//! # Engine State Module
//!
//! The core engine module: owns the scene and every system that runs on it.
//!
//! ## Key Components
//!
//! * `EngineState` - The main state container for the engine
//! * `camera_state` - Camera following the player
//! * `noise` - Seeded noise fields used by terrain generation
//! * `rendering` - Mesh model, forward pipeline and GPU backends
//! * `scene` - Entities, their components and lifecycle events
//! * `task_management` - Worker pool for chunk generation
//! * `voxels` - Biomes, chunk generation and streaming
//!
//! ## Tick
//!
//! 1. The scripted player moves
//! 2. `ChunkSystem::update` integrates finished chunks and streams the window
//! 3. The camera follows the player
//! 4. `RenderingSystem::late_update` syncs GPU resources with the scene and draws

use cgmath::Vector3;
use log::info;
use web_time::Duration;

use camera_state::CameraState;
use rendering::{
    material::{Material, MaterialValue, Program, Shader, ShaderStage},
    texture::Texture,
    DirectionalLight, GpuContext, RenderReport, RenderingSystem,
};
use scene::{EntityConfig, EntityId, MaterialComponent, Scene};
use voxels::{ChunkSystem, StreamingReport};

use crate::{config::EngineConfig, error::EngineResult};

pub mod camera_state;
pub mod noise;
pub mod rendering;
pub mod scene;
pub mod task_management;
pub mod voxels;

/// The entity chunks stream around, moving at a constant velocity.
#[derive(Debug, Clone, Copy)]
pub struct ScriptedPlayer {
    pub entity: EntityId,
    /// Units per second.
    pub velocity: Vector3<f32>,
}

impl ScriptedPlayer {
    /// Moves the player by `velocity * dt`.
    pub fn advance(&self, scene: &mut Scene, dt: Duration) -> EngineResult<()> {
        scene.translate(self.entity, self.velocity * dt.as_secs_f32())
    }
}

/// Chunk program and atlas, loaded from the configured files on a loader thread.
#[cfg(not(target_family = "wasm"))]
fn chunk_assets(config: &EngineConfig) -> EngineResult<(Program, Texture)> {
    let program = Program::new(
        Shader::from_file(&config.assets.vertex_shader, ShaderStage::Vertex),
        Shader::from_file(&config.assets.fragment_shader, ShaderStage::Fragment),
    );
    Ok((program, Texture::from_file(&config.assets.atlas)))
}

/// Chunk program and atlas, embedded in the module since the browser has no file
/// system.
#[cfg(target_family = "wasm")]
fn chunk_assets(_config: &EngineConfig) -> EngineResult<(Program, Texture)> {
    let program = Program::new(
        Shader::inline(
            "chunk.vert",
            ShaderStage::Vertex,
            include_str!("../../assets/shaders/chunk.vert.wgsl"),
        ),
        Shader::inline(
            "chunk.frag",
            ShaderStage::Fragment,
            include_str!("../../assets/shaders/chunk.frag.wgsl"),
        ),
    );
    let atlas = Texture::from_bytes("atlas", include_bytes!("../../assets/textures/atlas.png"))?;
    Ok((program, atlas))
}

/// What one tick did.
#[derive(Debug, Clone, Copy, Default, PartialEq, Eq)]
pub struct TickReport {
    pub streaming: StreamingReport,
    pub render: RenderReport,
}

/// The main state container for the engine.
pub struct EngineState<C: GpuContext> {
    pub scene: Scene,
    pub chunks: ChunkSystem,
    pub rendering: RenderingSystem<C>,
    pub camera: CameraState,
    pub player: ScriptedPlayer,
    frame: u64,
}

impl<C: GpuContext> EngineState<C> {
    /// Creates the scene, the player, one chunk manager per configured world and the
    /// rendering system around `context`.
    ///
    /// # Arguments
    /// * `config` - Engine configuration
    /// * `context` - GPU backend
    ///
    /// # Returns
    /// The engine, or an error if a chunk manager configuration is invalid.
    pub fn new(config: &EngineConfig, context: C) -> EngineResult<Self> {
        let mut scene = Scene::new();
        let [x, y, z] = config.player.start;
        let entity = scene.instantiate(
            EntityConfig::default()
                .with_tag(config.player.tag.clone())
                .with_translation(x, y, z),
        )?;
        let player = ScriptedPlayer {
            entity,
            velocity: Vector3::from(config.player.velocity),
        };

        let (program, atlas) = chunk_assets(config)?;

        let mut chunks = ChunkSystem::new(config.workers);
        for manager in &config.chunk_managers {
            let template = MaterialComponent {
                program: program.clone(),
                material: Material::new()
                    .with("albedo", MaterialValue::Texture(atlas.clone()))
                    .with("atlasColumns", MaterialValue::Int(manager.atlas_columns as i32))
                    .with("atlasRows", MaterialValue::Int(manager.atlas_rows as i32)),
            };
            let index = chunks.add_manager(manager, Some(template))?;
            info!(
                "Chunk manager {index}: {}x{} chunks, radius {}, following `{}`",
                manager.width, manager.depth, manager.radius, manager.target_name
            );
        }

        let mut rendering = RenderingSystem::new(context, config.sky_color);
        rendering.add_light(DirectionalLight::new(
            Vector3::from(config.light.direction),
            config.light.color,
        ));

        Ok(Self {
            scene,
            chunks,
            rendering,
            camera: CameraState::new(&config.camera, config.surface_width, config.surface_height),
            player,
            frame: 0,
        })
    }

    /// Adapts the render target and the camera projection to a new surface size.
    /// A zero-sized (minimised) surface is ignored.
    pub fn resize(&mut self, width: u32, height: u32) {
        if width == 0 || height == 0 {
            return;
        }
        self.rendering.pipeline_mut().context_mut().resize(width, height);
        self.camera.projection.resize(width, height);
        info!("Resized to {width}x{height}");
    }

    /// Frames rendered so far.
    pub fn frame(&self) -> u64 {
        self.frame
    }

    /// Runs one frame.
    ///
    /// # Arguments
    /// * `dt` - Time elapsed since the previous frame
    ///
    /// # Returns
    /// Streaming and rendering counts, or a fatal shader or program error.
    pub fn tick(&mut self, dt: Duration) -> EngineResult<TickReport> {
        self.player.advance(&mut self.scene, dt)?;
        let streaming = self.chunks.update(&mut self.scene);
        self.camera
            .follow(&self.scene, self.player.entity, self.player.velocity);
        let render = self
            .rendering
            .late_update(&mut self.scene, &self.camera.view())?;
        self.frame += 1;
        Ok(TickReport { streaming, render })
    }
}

**Task instructions:**
Give only the count of lines in the data that include the string "since".

**Task result:**
2